**Stored data entries:**

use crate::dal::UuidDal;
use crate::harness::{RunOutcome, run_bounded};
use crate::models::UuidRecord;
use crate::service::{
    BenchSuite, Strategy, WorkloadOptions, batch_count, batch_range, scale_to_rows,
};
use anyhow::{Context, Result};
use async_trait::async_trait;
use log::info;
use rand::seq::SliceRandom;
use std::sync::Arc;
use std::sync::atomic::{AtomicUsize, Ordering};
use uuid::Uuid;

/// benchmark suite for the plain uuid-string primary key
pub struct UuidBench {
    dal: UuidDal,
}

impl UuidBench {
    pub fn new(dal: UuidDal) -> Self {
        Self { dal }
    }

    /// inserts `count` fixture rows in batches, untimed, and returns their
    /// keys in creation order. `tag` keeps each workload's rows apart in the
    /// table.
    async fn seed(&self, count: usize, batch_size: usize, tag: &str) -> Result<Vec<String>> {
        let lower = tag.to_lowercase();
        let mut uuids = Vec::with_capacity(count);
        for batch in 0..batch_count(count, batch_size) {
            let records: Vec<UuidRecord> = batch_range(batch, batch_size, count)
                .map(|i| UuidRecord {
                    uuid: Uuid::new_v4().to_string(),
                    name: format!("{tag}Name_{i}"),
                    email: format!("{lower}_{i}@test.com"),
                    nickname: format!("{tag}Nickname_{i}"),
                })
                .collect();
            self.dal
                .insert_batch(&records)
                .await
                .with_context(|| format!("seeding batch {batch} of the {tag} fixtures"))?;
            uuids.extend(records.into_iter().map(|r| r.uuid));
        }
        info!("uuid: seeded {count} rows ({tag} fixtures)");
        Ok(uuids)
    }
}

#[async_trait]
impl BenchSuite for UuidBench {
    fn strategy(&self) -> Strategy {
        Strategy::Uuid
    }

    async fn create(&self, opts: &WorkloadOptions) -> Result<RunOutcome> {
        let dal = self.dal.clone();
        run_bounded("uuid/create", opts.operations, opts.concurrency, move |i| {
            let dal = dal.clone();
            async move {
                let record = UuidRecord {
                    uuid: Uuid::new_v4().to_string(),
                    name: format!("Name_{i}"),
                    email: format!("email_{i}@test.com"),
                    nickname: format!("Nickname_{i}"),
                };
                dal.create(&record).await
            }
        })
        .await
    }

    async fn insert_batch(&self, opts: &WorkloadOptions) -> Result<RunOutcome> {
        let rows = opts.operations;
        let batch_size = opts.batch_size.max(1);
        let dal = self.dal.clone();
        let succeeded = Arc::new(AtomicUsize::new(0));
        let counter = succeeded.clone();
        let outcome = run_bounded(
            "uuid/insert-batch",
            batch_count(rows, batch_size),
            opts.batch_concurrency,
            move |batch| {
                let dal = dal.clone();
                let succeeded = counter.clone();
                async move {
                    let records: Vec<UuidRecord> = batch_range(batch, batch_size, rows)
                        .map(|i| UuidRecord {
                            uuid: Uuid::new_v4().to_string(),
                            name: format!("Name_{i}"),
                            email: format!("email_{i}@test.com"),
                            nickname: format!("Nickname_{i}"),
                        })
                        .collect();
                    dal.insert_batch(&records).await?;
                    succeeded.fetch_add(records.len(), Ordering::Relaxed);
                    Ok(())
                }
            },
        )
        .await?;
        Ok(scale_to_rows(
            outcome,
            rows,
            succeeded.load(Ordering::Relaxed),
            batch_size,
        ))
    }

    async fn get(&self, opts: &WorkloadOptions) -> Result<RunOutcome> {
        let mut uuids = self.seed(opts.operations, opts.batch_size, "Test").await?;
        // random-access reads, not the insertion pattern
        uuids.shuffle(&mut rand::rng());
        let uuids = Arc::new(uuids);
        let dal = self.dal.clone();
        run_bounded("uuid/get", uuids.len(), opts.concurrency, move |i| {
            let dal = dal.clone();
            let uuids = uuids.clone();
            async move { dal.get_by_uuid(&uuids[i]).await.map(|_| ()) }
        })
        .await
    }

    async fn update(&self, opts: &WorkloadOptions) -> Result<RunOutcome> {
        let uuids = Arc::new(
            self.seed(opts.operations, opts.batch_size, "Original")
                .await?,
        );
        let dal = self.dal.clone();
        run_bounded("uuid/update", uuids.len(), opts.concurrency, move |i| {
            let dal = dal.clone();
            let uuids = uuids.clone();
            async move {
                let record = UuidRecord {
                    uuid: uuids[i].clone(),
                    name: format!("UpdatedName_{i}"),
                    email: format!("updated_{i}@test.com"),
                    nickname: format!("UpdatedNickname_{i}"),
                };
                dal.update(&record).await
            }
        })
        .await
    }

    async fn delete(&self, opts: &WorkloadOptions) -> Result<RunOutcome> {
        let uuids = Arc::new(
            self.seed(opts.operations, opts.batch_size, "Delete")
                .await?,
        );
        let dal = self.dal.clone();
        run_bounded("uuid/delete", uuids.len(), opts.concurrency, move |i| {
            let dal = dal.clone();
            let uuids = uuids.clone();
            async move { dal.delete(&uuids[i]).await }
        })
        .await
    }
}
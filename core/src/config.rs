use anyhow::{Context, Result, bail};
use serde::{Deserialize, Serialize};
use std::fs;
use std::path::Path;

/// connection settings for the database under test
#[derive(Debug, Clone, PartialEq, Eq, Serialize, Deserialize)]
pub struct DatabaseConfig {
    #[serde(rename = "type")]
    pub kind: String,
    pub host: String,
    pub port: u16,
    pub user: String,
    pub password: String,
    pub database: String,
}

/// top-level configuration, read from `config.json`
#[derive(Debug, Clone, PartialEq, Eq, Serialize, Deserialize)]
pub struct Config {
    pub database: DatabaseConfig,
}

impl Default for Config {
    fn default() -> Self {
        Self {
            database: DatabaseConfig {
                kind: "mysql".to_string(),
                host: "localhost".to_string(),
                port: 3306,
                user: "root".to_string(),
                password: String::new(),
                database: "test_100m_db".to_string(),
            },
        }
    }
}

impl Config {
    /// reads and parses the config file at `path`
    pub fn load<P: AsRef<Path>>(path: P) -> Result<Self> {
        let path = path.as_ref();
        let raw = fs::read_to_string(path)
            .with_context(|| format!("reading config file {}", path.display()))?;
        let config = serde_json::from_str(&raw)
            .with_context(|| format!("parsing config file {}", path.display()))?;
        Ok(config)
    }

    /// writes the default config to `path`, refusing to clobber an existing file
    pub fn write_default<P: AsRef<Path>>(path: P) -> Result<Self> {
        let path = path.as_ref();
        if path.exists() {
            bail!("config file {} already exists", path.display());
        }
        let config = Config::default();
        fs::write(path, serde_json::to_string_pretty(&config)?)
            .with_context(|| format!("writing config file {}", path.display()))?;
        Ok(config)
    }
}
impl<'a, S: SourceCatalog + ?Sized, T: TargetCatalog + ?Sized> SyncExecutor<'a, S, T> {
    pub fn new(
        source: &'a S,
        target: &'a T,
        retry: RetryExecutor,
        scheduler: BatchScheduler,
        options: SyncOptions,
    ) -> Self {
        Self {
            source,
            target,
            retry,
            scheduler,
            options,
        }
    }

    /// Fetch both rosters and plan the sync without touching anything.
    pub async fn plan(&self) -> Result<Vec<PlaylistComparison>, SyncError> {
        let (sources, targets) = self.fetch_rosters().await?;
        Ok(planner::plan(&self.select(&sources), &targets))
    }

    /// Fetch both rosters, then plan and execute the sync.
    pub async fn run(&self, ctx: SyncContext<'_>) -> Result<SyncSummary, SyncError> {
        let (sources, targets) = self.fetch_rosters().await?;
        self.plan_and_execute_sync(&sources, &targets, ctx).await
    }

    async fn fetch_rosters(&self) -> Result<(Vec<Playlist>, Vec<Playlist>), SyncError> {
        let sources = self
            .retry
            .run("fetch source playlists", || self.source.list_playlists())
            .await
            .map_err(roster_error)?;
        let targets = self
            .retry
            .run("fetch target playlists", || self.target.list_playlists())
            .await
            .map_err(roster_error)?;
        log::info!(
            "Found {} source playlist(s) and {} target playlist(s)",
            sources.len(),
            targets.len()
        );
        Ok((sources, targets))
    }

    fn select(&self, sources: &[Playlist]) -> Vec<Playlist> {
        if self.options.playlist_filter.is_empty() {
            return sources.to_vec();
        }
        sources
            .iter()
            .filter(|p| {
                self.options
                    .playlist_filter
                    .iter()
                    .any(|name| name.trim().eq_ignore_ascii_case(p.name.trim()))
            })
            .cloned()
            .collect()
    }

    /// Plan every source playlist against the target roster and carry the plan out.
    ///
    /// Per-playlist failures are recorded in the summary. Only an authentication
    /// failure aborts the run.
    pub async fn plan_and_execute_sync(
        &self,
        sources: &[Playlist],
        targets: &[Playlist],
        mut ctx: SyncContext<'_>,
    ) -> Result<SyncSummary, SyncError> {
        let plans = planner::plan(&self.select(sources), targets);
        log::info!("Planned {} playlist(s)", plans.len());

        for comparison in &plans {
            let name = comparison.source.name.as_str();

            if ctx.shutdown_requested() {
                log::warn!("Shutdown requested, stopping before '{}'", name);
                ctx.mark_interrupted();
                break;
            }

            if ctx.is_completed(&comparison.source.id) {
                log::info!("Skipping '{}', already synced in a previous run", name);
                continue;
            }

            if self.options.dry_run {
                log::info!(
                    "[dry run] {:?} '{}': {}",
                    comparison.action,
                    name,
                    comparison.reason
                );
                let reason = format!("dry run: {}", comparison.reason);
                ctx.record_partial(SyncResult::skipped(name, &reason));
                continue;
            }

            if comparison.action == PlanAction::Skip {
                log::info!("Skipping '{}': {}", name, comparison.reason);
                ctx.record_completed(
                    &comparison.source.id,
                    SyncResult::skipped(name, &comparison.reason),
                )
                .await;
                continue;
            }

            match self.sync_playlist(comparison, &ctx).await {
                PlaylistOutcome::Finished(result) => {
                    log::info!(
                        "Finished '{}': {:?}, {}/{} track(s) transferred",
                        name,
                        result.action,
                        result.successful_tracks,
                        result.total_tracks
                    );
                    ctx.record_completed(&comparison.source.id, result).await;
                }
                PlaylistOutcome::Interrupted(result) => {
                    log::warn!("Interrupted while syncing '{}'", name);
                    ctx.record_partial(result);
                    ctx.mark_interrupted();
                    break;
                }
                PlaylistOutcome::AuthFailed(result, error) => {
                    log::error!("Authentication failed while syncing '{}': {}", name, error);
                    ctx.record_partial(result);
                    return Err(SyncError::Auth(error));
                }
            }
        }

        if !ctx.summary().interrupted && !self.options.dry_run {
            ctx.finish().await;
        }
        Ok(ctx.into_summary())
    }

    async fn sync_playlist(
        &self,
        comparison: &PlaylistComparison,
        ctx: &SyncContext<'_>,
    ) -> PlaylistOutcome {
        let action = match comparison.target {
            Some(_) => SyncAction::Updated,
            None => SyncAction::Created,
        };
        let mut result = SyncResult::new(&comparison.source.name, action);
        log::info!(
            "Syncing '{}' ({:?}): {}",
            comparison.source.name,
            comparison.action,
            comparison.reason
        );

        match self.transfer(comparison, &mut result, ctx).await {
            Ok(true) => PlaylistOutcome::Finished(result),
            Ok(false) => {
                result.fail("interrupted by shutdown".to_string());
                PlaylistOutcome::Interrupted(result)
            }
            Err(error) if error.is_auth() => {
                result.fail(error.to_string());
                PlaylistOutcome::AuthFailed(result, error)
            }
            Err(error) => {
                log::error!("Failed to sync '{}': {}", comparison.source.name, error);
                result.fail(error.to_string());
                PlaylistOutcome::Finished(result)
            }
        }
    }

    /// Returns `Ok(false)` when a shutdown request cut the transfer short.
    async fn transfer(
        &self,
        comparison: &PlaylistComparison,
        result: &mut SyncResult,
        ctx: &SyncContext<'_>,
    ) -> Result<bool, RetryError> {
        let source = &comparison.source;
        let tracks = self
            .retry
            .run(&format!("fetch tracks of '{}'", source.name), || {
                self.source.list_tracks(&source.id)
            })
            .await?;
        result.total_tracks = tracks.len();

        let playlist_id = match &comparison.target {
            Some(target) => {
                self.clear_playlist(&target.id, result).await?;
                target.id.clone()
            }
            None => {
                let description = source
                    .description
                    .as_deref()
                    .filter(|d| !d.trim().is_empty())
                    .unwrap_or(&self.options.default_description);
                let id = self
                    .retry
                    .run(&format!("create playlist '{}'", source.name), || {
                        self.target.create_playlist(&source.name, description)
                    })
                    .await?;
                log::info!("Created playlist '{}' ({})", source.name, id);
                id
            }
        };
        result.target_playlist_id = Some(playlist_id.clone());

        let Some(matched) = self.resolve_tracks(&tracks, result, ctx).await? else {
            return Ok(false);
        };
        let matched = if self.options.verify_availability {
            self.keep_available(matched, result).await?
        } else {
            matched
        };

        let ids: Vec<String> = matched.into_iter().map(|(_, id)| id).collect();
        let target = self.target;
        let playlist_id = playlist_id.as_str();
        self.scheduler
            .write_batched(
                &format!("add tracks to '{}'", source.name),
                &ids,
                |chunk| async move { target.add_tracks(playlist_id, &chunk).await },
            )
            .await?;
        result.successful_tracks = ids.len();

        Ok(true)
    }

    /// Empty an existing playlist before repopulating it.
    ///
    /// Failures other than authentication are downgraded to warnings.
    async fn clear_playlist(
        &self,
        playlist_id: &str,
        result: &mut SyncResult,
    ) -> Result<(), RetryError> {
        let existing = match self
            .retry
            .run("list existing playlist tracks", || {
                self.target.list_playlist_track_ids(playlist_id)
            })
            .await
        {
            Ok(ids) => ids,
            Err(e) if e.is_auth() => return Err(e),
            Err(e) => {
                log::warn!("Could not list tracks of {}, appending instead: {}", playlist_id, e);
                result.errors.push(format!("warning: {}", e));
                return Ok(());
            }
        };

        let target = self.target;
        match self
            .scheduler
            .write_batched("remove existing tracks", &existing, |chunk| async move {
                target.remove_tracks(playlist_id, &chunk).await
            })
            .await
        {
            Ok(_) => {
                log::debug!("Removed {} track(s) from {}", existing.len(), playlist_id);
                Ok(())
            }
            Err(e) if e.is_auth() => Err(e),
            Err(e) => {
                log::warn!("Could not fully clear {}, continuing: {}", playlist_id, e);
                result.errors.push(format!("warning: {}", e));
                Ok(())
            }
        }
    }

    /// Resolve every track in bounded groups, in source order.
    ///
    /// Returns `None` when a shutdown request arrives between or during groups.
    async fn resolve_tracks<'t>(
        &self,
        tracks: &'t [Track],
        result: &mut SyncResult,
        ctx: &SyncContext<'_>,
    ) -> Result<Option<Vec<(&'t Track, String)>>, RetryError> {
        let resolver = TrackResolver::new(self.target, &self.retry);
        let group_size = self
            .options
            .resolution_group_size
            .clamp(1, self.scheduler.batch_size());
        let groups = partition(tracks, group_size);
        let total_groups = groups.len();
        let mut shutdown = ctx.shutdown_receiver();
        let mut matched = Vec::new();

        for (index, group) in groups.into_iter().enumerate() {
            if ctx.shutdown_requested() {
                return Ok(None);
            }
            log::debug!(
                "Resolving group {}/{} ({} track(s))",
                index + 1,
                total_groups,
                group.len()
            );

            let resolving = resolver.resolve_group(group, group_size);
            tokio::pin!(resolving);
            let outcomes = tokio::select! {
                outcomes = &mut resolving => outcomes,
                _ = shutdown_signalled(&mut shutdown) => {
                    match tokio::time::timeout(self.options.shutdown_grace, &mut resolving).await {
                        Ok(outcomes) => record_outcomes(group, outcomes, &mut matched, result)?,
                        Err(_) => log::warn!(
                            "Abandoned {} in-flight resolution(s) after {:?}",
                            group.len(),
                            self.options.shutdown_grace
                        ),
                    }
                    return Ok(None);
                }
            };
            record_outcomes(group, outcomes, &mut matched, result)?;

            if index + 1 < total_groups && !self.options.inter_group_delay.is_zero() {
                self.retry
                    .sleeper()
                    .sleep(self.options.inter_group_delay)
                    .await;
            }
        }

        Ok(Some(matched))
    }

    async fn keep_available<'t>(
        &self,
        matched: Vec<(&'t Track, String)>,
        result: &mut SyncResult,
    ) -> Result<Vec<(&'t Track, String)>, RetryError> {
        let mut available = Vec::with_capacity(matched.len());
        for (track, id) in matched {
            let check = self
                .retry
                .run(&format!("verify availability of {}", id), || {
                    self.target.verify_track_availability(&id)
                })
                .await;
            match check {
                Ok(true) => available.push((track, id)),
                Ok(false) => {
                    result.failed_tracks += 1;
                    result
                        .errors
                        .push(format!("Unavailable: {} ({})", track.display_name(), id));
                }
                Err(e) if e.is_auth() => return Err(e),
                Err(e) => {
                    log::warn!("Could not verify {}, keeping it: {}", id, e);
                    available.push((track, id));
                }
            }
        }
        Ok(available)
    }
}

**Problem to solve:**
Wherever the word "true" turns up in a line of the entries above, copy that line.

**Your response:**
            Ok(true) => PlaylistOutcome::Finished(result),
        Ok(true)
                Ok(true) => available.push((track, id)),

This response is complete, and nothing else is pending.